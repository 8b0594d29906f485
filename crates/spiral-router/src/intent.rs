//! Intent types and builder.
//!
//! An Intent is a request to have a decision made: either join a pending
//! primitive whose context matches, or open a new one.

use chrono::{DateTime, Duration, Utc};
use serde::{Deserialize, Serialize};
use spiral_core::{AgentId, Context, ContextValue, OptionId, Result, SpiralError, TreeConfig};
use uuid::Uuid;

/// A request routed to a choice primitive.
#[derive(Debug, Clone, Serialize, Deserialize)]
pub struct Intent {
    /// Unique identifier for this intent.
    pub id: Uuid,

    /// The agent or producer that submitted the intent.
    pub requester: AgentId,

    /// Options for a primitive created on this intent's behalf.
    pub options: Vec<OptionId>,

    /// Context describing the decision.
    pub context: Context,

    /// Context keys a pending primitive must match on.
    pub match_keys: Vec<String>,

    /// Option the requester proposes, if any.
    pub proposal: Option<OptionId>,

    /// How long the routed primitive may stay unresolved.
    #[serde(default, with = "duration_ms")]
    pub deadline: Option<Duration>,

    /// Option applied when the deadline expires.
    pub default_option: Option<OptionId>,

    /// Configuration for a tree created on this intent's behalf.
    #[serde(default)]
    pub tree_config: TreeConfig,

    /// Timestamp when the intent was created.
    pub created_at: DateTime<Utc>,
}

/// Builder for creating Intents with a fluent API.
#[derive(Debug, Default)]
pub struct IntentBuilder {
    requester: Option<AgentId>,
    options: Vec<OptionId>,
    context: Context,
    match_keys: Vec<String>,
    proposal: Option<OptionId>,
    deadline: Option<Duration>,
    default_option: Option<OptionId>,
    tree_config: TreeConfig,
}

impl IntentBuilder {
    /// Create a new IntentBuilder.
    pub fn new() -> Self {
        Self::default()
    }

    /// Set the requester.
    pub fn requester(mut self, requester: impl Into<AgentId>) -> Self {
        self.requester = Some(requester.into());
        self
    }

    /// Add an option.
    pub fn option(mut self, option: impl Into<OptionId>) -> Self {
        self.options.push(option.into());
        self
    }

    /// Add several options.
    pub fn options<I, S>(mut self, options: I) -> Self
    where
        I: IntoIterator<Item = S>,
        S: Into<OptionId>,
    {
        self.options.extend(options.into_iter().map(Into::into));
        self
    }

    /// Add a context entry.
    pub fn context(mut self, key: impl Into<String>, value: impl Into<ContextValue>) -> Self {
        self.context.insert(key.into(), value.into());
        self
    }

    /// Add a context entry that pending primitives must match on.
    pub fn match_on(mut self, key: impl Into<String>, value: impl Into<ContextValue>) -> Self {
        let key = key.into();
        self.context.insert(key.clone(), value.into());
        self.match_keys.push(key);
        self
    }

    /// Propose an option.
    pub fn propose(mut self, option: impl Into<OptionId>) -> Self {
        self.proposal = Some(option.into());
        self
    }

    /// Set the deadline.
    pub fn deadline(mut self, deadline: Duration) -> Self {
        self.deadline = Some(deadline);
        self
    }

    /// Set the option applied at deadline expiry.
    pub fn default_option(mut self, option: impl Into<OptionId>) -> Self {
        self.default_option = Some(option.into());
        self
    }

    /// Set the configuration of a newly created tree.
    pub fn tree_config(mut self, config: TreeConfig) -> Self {
        self.tree_config = config;
        self
    }

    /// Build the Intent.
    pub fn build(self) -> Result<Intent> {
        let id = Uuid::new_v4();
        let invalid = |message: String| SpiralError::IntentInvalid {
            intent_id: Some(id),
            message,
        };

        let requester = self
            .requester
            .filter(|r| !r.trim().is_empty())
            .ok_or_else(|| invalid("Intent requester is required".to_string()))?;

        if !self.options.is_empty() {
            spiral_core::primitive::validate_options(&self.options)?;

            for option in self.proposal.iter().chain(self.default_option.iter()) {
                if !self.options.contains(option) {
                    return Err(invalid(format!("Option '{}' is not among the intent's options", option)));
                }
            }
        }

        if let Some(deadline) = self.deadline {
            if deadline <= Duration::zero() {
                return Err(invalid("Deadline must be positive".to_string()));
            }
        }

        Ok(Intent {
            id,
            requester,
            options: self.options,
            context: self.context,
            match_keys: self.match_keys,
            proposal: self.proposal,
            deadline: self.deadline,
            default_option: self.default_option,
            tree_config: self.tree_config,
            created_at: Utc::now(),
        })
    }
}

impl Intent {
    /// Create a new IntentBuilder.
    pub fn builder() -> IntentBuilder {
        IntentBuilder::new()
    }
}

mod duration_ms {
    use chrono::Duration;
    use serde::{Deserialize, Deserializer, Serializer};

    pub fn serialize<S: Serializer>(value: &Option<Duration>, s: S) -> Result<S::Ok, S::Error> {
        match value {
            Some(d) => s.serialize_some(&d.num_milliseconds()),
            None => s.serialize_none(),
        }
    }

    pub fn deserialize<'de, D: Deserializer<'de>>(d: D) -> Result<Option<Duration>, D::Error> {
        Ok(Option::<i64>::deserialize(d)?.map(Duration::milliseconds))
    }
}

#[cfg(test)]
mod tests {
    use super::*;

    #[test]
    fn test_intent_builder() {
        let intent = Intent::builder()
            .requester("ui")
            .options(["A", "B", "C"])
            .match_on("domain", "storage")
            .context("user", "ana")
            .propose("B")
            .deadline(Duration::seconds(5))
            .default_option("A")
            .build()
            .unwrap();

        assert_eq!(intent.options.len(), 3);
        assert_eq!(intent.match_keys, vec!["domain".to_string()]);
        assert_eq!(intent.context.len(), 2);
        assert_eq!(intent.proposal.as_deref(), Some("B"));
    }

    #[test]
    fn test_missing_requester() {
        let result = Intent::builder().option("A").build();
        assert!(matches!(result, Err(SpiralError::IntentInvalid { .. })));
    }

    #[test]
    fn test_proposal_must_be_offered() {
        let result = Intent::builder()
            .requester("ui")
            .options(["A", "B"])
            .propose("Z")
            .build();
        assert!(matches!(result, Err(SpiralError::IntentInvalid { .. })));
    }

    #[test]
    fn test_duplicate_options_rejected() {
        let result = Intent::builder().requester("ui").options(["A", "A"]).build();
        assert!(matches!(result, Err(SpiralError::DuplicateOption { .. })));
    }

    #[test]
    fn test_deadline_serialization() {
        let intent = Intent::builder()
            .requester("ui")
            .option("A")
            .deadline(Duration::milliseconds(1500))
            .build()
            .unwrap();

        let json = serde_json::to_value(&intent).unwrap();
        assert_eq!(json["deadline"], 1500);

        let back: Intent = serde_json::from_value(json).unwrap();
        assert_eq!(back.deadline, Some(Duration::milliseconds(1500)));
    }
}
************
TASK DETAILS —
Whenever the word "insert" appears in a line of the listing, copy out that line.

RESPONSE BOX —
        self.context.insert(key.into(), value.into());
        self.context.insert(key.clone(), value.into());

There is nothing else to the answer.